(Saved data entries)
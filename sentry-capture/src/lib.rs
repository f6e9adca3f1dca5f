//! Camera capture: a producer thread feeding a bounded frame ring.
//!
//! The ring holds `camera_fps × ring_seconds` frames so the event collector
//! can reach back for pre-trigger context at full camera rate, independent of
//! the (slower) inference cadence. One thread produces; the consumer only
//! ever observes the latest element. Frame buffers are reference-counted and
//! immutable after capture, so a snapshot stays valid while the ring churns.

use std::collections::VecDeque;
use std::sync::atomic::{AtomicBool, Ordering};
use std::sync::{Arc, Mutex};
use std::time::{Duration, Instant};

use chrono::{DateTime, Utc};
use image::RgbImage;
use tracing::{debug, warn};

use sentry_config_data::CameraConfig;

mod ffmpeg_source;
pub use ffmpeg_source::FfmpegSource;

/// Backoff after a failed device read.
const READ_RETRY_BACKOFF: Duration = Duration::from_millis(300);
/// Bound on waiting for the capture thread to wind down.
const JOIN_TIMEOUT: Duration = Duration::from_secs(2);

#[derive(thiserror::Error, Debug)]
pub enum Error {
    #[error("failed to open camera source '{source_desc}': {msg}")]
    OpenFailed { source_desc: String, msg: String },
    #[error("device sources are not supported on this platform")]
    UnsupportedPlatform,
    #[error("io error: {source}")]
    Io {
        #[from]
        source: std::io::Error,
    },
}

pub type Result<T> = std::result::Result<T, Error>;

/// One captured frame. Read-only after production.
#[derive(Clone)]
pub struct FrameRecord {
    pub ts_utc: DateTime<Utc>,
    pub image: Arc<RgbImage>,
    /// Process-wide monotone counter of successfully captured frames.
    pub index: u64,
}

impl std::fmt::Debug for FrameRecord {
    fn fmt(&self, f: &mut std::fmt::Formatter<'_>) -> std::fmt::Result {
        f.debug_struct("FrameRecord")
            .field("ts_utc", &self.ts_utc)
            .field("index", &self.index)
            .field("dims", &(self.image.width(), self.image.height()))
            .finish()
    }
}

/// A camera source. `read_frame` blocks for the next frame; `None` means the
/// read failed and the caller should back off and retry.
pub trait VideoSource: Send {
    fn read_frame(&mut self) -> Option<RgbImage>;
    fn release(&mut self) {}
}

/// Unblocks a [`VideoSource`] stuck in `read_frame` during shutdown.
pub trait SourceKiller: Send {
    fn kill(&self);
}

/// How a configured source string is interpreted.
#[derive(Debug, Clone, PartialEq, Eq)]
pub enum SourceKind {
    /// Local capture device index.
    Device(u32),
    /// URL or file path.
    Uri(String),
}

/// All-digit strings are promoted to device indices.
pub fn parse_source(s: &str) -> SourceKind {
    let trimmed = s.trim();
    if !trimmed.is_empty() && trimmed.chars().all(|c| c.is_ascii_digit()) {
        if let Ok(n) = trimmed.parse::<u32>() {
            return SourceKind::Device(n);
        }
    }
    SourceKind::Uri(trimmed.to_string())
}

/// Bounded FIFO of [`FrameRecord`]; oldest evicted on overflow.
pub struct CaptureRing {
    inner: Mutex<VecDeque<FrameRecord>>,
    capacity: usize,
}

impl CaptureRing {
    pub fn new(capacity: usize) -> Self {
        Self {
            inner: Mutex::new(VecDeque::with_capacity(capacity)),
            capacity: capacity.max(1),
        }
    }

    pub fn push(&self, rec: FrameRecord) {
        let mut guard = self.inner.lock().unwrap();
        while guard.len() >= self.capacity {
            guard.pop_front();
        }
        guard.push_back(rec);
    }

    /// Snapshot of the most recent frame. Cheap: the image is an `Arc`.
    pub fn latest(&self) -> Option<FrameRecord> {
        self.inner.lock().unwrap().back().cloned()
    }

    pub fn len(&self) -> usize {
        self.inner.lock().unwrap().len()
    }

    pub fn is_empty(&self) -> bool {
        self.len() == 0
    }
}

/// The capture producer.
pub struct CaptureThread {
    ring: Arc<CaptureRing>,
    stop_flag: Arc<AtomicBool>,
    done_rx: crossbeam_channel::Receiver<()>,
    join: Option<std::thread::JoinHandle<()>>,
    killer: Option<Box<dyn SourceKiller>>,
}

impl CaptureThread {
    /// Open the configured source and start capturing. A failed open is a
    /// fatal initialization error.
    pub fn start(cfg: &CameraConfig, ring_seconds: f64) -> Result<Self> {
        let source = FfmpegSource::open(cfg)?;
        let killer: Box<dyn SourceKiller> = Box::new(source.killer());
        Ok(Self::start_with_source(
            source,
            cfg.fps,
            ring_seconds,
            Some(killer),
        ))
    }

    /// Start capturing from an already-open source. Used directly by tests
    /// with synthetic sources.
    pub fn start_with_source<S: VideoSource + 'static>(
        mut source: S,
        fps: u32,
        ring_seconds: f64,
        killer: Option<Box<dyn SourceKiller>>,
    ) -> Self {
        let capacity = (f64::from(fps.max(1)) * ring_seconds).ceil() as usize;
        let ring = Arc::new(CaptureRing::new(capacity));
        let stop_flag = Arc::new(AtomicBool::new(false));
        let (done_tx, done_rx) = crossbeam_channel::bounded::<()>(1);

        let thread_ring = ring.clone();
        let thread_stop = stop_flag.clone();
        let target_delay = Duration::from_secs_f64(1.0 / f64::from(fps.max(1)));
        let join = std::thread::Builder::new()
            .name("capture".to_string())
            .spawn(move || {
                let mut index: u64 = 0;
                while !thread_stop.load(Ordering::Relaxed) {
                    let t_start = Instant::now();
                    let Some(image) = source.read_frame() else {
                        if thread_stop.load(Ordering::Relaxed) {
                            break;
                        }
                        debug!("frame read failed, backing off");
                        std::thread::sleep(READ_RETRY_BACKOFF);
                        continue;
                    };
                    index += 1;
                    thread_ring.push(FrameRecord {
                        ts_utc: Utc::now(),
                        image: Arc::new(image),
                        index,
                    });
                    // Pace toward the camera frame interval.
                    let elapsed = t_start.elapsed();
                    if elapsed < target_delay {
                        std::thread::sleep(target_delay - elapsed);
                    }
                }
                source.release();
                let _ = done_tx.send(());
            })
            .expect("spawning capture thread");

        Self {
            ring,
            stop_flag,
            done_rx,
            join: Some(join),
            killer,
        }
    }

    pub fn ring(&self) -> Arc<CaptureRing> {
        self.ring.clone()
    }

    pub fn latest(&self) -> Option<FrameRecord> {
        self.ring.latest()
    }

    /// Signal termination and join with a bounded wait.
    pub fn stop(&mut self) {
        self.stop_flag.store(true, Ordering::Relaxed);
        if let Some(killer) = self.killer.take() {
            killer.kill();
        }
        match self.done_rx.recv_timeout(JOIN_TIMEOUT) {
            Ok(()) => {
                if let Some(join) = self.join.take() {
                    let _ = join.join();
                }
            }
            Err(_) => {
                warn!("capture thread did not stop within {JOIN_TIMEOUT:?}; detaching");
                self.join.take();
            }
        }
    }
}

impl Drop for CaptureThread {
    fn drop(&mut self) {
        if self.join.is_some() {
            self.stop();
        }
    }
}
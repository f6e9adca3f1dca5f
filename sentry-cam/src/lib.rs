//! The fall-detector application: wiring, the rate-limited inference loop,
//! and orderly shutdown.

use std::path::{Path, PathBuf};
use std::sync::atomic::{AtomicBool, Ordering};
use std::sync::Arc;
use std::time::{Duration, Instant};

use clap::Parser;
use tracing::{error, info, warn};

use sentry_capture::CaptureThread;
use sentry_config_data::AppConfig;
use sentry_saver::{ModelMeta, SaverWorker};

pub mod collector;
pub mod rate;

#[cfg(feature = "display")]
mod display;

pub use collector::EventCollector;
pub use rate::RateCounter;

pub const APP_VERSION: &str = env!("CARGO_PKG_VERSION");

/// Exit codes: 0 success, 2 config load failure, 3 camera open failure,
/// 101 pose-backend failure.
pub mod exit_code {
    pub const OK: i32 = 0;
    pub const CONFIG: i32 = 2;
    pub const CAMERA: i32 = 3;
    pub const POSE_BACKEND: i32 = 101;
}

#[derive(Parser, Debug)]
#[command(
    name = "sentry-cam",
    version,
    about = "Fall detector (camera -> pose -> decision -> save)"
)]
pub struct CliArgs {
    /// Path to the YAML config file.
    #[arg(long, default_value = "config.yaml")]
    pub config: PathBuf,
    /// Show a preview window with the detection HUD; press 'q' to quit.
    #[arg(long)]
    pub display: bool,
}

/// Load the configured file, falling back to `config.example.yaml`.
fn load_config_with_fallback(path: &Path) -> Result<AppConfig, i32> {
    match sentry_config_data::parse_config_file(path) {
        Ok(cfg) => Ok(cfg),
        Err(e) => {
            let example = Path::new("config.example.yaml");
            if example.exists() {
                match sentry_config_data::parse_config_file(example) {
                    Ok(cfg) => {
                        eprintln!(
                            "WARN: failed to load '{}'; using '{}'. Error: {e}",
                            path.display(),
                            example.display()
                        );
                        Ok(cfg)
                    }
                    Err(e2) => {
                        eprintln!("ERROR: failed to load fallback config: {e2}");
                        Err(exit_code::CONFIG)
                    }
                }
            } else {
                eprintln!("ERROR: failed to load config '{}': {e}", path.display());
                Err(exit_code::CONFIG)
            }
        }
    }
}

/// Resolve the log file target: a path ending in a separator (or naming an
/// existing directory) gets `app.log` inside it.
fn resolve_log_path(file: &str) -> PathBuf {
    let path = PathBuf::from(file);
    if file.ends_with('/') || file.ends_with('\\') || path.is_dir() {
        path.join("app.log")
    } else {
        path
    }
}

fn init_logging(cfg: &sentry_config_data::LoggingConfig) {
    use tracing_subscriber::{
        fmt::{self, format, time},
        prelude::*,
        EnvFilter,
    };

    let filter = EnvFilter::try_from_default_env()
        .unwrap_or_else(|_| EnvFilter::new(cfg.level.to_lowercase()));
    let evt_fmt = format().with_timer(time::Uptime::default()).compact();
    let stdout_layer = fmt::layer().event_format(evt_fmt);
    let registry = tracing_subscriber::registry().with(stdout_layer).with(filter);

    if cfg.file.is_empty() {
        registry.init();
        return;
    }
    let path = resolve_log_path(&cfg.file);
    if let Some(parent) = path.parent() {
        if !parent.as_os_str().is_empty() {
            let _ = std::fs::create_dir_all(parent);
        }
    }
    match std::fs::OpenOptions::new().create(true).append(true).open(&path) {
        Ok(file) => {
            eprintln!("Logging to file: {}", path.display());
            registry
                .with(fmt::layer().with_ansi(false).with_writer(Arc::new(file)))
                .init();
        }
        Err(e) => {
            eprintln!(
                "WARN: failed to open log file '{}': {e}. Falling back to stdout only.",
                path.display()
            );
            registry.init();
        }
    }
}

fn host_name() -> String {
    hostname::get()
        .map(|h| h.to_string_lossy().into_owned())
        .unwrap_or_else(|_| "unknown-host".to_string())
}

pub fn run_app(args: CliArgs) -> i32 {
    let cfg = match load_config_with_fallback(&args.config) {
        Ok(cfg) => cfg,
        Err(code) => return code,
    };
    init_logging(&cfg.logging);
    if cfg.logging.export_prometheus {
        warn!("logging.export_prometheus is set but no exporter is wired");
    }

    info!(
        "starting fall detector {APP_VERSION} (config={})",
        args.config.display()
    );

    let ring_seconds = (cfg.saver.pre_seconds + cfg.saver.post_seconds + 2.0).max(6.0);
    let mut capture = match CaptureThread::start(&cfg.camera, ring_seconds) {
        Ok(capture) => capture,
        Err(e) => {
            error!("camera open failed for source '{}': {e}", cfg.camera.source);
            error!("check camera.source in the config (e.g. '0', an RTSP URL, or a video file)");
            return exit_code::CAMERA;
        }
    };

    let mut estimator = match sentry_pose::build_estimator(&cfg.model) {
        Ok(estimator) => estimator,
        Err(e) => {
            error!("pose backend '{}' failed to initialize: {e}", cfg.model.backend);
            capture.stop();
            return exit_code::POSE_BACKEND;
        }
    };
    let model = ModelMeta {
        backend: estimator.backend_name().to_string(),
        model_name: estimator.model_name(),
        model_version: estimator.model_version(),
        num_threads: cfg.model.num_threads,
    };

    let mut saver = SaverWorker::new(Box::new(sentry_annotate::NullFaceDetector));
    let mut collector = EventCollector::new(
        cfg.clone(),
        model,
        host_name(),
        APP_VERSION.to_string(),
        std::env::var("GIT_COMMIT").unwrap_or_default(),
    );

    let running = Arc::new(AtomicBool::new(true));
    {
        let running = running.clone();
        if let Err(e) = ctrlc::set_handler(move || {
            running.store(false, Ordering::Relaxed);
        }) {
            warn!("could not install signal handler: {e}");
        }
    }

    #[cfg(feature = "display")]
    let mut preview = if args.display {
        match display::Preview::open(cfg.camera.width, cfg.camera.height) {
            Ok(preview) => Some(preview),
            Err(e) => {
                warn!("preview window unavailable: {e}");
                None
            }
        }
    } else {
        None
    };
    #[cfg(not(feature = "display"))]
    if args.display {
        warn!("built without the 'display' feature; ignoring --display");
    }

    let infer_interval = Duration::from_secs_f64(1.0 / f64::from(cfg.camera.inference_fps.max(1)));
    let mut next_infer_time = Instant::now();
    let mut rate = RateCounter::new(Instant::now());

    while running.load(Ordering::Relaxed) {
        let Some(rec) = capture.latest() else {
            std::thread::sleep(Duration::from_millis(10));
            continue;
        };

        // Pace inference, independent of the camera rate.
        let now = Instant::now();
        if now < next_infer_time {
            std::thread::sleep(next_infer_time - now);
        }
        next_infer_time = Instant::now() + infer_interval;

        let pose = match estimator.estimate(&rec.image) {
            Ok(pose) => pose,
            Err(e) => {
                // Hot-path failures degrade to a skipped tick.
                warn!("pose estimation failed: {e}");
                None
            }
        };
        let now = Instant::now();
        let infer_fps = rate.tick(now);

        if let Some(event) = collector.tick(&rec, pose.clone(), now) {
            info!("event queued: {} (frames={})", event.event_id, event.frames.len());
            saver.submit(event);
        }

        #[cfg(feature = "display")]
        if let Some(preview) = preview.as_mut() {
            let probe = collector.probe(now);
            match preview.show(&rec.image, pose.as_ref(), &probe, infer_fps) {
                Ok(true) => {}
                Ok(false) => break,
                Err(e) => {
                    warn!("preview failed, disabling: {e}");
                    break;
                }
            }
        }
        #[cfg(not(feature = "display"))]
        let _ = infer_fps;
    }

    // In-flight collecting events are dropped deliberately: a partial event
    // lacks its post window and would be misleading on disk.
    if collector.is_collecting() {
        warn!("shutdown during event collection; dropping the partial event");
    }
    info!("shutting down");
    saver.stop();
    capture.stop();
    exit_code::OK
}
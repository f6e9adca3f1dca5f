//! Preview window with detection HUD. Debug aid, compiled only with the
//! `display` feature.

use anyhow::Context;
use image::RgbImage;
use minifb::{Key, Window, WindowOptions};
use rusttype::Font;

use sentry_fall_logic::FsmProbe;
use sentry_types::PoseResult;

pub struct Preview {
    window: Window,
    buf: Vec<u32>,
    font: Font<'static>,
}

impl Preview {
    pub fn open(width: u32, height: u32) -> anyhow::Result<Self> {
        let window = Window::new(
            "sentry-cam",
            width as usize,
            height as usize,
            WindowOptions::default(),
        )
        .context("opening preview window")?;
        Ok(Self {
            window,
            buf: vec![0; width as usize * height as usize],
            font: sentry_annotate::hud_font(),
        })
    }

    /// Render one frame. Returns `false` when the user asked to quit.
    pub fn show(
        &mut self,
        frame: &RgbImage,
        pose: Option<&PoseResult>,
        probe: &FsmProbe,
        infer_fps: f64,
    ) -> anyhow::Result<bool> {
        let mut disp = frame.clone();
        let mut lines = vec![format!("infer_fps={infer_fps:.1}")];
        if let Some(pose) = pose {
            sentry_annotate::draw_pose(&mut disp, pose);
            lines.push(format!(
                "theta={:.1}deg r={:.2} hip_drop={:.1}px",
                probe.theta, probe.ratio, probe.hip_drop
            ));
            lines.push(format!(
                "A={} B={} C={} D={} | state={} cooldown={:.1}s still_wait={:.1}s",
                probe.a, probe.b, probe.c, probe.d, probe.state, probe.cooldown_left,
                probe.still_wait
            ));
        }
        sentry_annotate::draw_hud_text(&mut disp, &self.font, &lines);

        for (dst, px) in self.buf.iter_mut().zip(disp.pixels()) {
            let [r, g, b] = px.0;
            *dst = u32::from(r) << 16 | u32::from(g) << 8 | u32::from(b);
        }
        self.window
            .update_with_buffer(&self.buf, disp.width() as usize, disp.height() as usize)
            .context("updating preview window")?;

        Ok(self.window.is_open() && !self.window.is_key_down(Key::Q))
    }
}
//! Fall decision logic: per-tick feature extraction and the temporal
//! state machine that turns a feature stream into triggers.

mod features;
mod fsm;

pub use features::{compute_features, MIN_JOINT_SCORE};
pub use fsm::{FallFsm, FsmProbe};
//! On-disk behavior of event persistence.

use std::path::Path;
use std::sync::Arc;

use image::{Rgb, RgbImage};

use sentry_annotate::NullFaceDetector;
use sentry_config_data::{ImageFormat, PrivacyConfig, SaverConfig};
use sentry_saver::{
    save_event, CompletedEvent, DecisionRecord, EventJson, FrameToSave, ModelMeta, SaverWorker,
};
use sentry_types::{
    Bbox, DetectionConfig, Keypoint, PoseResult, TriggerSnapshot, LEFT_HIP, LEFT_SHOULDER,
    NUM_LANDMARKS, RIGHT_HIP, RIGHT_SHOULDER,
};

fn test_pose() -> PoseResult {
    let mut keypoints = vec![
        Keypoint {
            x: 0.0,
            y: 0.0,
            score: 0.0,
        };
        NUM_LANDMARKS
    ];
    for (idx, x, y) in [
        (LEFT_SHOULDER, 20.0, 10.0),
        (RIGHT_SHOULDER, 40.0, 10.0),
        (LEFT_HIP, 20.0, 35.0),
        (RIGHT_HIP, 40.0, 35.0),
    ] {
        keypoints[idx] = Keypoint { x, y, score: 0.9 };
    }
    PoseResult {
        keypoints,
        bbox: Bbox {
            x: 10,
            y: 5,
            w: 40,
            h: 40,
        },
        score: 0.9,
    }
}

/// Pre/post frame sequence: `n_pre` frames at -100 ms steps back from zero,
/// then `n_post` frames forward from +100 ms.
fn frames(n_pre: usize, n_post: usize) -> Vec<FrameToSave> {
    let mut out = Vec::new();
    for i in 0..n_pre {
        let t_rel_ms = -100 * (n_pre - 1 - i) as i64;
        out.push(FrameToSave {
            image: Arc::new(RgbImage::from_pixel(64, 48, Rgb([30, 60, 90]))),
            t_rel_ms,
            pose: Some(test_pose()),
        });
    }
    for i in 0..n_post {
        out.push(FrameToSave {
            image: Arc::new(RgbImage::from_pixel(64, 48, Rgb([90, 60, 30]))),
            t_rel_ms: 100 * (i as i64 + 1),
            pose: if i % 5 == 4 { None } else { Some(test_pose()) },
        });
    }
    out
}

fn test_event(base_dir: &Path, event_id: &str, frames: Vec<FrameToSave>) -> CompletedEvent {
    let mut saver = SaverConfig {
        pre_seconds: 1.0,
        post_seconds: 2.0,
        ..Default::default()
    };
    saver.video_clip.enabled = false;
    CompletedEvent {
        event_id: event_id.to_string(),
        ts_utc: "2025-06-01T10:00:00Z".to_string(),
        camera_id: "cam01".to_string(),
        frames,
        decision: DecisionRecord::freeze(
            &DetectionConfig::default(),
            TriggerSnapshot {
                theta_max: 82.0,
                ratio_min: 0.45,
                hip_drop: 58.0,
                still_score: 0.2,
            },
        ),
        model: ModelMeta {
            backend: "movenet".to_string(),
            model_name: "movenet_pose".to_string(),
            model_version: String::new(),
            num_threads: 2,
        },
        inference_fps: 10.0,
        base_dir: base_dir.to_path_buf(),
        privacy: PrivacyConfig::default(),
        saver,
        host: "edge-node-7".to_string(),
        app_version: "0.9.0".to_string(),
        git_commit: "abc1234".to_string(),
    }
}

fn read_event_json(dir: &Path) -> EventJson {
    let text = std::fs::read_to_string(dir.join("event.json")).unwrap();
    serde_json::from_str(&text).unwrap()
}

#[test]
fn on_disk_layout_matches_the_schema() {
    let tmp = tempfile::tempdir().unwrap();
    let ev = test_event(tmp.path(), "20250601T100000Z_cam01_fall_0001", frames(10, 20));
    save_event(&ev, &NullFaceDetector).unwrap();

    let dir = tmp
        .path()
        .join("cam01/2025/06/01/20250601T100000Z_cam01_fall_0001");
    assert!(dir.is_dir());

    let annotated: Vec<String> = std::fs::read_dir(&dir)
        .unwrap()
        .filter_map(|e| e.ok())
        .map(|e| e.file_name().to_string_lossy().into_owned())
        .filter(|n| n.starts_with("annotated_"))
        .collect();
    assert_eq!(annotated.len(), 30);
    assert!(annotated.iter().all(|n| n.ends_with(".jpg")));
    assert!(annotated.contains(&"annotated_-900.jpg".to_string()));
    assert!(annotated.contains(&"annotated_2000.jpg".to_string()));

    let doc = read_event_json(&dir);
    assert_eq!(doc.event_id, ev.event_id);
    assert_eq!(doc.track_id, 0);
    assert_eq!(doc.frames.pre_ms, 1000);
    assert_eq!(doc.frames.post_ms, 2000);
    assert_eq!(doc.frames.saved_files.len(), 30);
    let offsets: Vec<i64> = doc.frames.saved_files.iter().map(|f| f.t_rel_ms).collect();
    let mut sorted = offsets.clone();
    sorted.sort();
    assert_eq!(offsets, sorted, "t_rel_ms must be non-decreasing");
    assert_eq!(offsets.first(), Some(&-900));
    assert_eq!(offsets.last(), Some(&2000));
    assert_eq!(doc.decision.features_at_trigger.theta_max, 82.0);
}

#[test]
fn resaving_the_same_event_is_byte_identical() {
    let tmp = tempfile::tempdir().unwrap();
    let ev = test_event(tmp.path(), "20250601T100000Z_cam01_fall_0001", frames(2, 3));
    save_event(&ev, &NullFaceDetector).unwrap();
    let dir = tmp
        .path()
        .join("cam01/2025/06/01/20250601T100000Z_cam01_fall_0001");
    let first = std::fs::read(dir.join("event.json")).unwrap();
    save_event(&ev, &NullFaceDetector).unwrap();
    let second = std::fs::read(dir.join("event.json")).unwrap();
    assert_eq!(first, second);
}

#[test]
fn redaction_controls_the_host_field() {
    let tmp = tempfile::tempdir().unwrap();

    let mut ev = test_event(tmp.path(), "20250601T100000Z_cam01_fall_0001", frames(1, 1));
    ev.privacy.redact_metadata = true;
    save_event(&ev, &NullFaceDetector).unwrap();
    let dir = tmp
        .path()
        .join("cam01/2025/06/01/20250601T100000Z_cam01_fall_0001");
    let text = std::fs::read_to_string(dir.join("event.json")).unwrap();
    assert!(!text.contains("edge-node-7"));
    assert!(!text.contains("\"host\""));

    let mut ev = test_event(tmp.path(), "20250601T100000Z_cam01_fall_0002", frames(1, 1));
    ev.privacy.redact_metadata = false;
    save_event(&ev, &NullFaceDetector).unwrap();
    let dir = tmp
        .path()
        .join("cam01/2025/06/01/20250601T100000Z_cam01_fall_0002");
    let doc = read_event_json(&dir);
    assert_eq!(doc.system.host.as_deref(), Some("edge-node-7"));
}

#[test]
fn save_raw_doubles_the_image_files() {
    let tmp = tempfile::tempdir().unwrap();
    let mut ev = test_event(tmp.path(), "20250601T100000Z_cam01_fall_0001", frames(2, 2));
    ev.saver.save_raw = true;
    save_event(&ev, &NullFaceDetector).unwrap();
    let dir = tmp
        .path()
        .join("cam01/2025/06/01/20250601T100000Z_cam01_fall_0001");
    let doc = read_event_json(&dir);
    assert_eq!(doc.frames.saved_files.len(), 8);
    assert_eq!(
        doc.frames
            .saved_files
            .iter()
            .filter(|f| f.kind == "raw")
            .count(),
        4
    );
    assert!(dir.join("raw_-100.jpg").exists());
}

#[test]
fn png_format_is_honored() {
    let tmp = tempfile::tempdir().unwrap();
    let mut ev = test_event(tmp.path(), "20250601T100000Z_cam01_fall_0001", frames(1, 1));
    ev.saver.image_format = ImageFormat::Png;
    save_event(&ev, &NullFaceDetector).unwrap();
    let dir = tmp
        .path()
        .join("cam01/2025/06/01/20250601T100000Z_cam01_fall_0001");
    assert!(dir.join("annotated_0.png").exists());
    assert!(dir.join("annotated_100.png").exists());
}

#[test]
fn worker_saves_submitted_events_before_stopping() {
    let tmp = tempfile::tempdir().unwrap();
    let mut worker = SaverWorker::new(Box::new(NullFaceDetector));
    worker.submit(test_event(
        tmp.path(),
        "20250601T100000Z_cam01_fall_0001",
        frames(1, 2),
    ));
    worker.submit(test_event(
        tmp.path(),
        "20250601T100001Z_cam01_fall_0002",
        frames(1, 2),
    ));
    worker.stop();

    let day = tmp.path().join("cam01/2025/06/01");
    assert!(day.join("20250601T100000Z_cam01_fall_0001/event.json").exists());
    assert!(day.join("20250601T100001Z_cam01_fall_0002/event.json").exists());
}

- _Problem_:
For the string "node", return every line of the data where it appears.

- _Answer space_:
        host: "edge-node-7".to_string(),
    assert!(!text.contains("edge-node-7"));
    assert_eq!(doc.system.host.as_deref(), Some("edge-node-7"));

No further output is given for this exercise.